[Task to complete]:
Each line in the entries that has the word "LayerNorm" has to be copied.

[Source data]:
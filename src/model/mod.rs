// Wavetable synthesis model - features to synthesizer controls
//
// Per frame: conditioning row → encoder → GRU (explicit carried state) →
// decoder trunk → heads:
// - attention over the K tables (softmax with temperature)
// - harmonic mix (softmax)
// - smoothing coefficient c (sigmoid)
// - wavetable delta (tanh · scale) added to a learned table bank
// The played set `old + c·(new − old)` becomes the next step's old set.
// One ADSR envelope per note segment comes from the segment's mean hidden
// state.

pub mod checkpoint;
mod gru;
mod prediction;

pub use checkpoint::{load_checkpoint, save_checkpoint, CheckpointManifest, ModelArchitecture};
pub use gru::GruCell;
pub use prediction::{EnvelopeParameters, ModelPrediction, PredictionTensors, WavetableSet};

use burn::module::{Module, Param};
use burn::nn::{LayerNorm, LayerNormConfig, Linear, LinearConfig};
use burn::tensor::activation::{leaky_relu, sigmoid, softmax};
use burn::tensor::{backend::Backend, Tensor, TensorData};

use crate::analysis::features::{hz_to_midi, loudness_gate};
use crate::analysis::FeatureSequence;
use crate::config::AppConfig;
use crate::error::{InferenceError, Stage};

/// Conditioning values ahead of the timbre vector: pitch, voicing, loudness
const CONDITIONING_PREFIX: usize = 3;

/// Timbre coefficients are scaled into roughly unit range
const TIMBRE_SCALE: f32 = 0.01;

const LEAKY_SLOPE: f64 = 0.01;

/// Shortest envelope stage in seconds
const MIN_STAGE_SECS: f32 = 0.001;

/// Recurrent state carried from one step to the next
#[derive(Debug, Clone)]
pub struct ModelState<B: Backend> {
    /// GRU hidden vector, [1, hidden_size]
    pub hidden: Tensor<B, 2>,
    /// Tables played by the previous step, [K, L]
    pub wavetables: Tensor<B, 2>,
}

/// Outputs of a single step
#[derive(Debug, Clone)]
pub struct StepOutput<B: Backend> {
    pub hidden: Tensor<B, 2>,
    /// [1, K], non-negative, sums to 1
    pub attention: Tensor<B, 2>,
    /// [1, H], non-negative, sums to 1
    pub harmonics: Tensor<B, 2>,
    /// [1, 1] in [0, 1]
    pub smoothing: Tensor<B, 2>,
    pub new_wavetables: Tensor<B, 2>,
    pub old_wavetables: Tensor<B, 2>,
    pub played_wavetables: Tensor<B, 2>,
}

/// Per-frame model inputs derived from a feature sequence
#[derive(Debug, Clone)]
pub struct Conditioning {
    /// Row-major [T, 3 + n_mfcc]
    pub rows: Vec<f32>,
    pub f0_hz: Vec<f32>,
    pub voiced: Vec<f32>,
    pub loudness_gate: Vec<f32>,
}

impl Conditioning {
    pub fn from_features(features: &FeatureSequence, loudness_floor_db: f32) -> Self {
        let frames = features.frames();
        let width = CONDITIONING_PREFIX + features.timbre_dim();
        let mut rows = Vec::with_capacity(frames.len() * width);
        let mut f0_hz = Vec::with_capacity(frames.len());
        let mut voiced = Vec::with_capacity(frames.len());
        let mut gates = Vec::with_capacity(frames.len());

        for frame in frames {
            // Unvoiced frames never reach the log of a zero pitch
            let (pitch, flag) = if frame.is_voiced() {
                ((hz_to_midi(frame.f0_hz) / 127.0).clamp(0.0, 1.0), 1.0)
            } else {
                (0.0, 0.0)
            };
            let gate = loudness_gate(frame.loudness_db, loudness_floor_db);

            rows.push(pitch);
            rows.push(flag);
            rows.push(gate);
            rows.extend(frame.timbre.iter().map(|c| c * TIMBRE_SCALE));

            f0_hz.push(if frame.is_voiced() { frame.f0_hz } else { 0.0 });
            voiced.push(flag);
            gates.push(gate);
        }

        Self {
            rows,
            f0_hz,
            voiced,
            loudness_gate: gates,
        }
    }

    pub fn num_frames(&self) -> usize {
        self.f0_hz.len()
    }
}

/// Analytic starting shape for table `k`
///
/// sine, saw, square, triangle, 25% pulse, then single higher partials
fn analytic_wavetable(k: usize, table_size: usize) -> Vec<f32> {
    use std::f32::consts::PI;
    (0..table_size)
        .map(|i| {
            let x = i as f32 / table_size as f32;
            match k {
                0 => (2.0 * PI * x).sin(),
                1 => 2.0 * x - 1.0,
                2 => {
                    if x < 0.5 {
                        1.0
                    } else {
                        -1.0
                    }
                }
                3 => 1.0 - 4.0 * (x - 0.5).abs(),
                4 => {
                    if x < 0.25 {
                        1.0
                    } else {
                        -1.0
                    }
                }
                _ => (2.0 * PI * (k - 3) as f32 * x).sin(),
            }
        })
        .collect()
}

/// Learned mapping from feature frames to wavetable synth controls
#[derive(Module, Debug)]
pub struct WavetableSynthModel<B: Backend> {
    encoder: Linear<B>,
    encoder_norm: LayerNorm<B>,
    gru: GruCell<B>,
    trunk: Linear<B>,
    trunk_norm: LayerNorm<B>,
    attention_head: Linear<B>,
    harmonic_head: Linear<B>,
    smoothing_head: Linear<B>,
    wavetable_head: Linear<B>,
    envelope_head: Linear<B>,
    wavetable_bank: Param<Tensor<B, 2>>,
    n_mfcc: usize,
    n_wavetables: usize,
    table_size: usize,
    n_harmonic: usize,
    attention_temperature: f32,
    wavetable_delta_scale: f32,
    max_envelope_secs: f32,
}
use std::process::Command;

use serde_json::Value;
use synth_modeler::fixtures::{generate_sine, write_wav};
use tempfile::tempdir;

fn cli() -> Command {
    Command::new(env!("CARGO_BIN_EXE_synth_modeler_cli"))
}

#[test]
fn dump_config_prints_defaults() {
    let output = cli()
        .arg("dump-config")
        .output()
        .expect("failed to run dump-config");
    assert!(output.status.success());

    let stdout = String::from_utf8(output.stdout).expect("stdout UTF-8");
    let json: Value = serde_json::from_str(stdout.trim()).expect("config JSON");
    assert_eq!(json["common"]["sample_rate"], 16_000);
    assert_eq!(json["export"]["target"], "vital");
}

#[test]
fn infer_writes_preset() {
    let dir = tempdir().unwrap();
    let input = dir.path().join("tone.wav");
    write_wav(&input, &generate_sine(220.0, 0.5, 0.3, 16_000)).unwrap();
    let out_dir = dir.path().join("presets");

    let output = cli()
        .args(["infer", "--input"])
        .arg(&input)
        .arg("--output-dir")
        .arg(&out_dir)
        .output()
        .expect("failed to run infer");
    assert!(
        output.status.success(),
        "CLI exited with {:?}: {}",
        output.status.code(),
        String::from_utf8_lossy(&output.stderr)
    );

    let stdout = String::from_utf8(output.stdout).expect("stdout UTF-8");
    let json: Value = serde_json::from_str(stdout.trim()).expect("infer report JSON");
    let preset = json["preset"].as_str().expect("preset path");
    assert!(preset.ends_with("tone.vital"));
    assert!(json["metrics"]["total_loss"].is_number());

    let document: Value =
        serde_json::from_slice(&std::fs::read(preset).expect("preset file")).expect("preset JSON");
    assert_eq!(document["settings"]["osc_1_transpose"], -3.0);
}

#[test]
fn features_emits_frames() {
    let dir = tempdir().unwrap();
    let input = dir.path().join("tone.wav");
    write_wav(&input, &generate_sine(440.0, 0.5, 0.1, 16_000)).unwrap();

    let output = cli()
        .args(["features", "--input"])
        .arg(&input)
        .output()
        .expect("failed to run features");
    assert!(output.status.success());

    let stdout = String::from_utf8(output.stdout).expect("stdout UTF-8");
    let json: Value = serde_json::from_str(stdout.trim()).expect("features JSON");
    assert_eq!(json["frames"].as_array().map(|f| f.len()), Some(10));
}

#[test]
fn missing_input_fails_with_exit_code_one() {
    let output = cli()
        .args(["infer", "--input", "/definitely/not/here.wav", "--no-eval"])
        .output()
        .expect("failed to run infer");
    assert_eq!(output.status.code(), Some(1));
    let stderr = String::from_utf8(output.stderr).expect("stderr UTF-8");
    assert!(stderr.contains("Error"), "expected error report, got {stderr}");
}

[Exercise output]:
use burn::nn::{LayerNorm, LayerNormConfig, Linear, LinearConfig};
    encoder_norm: LayerNorm<B>,
    trunk_norm: LayerNorm<B>,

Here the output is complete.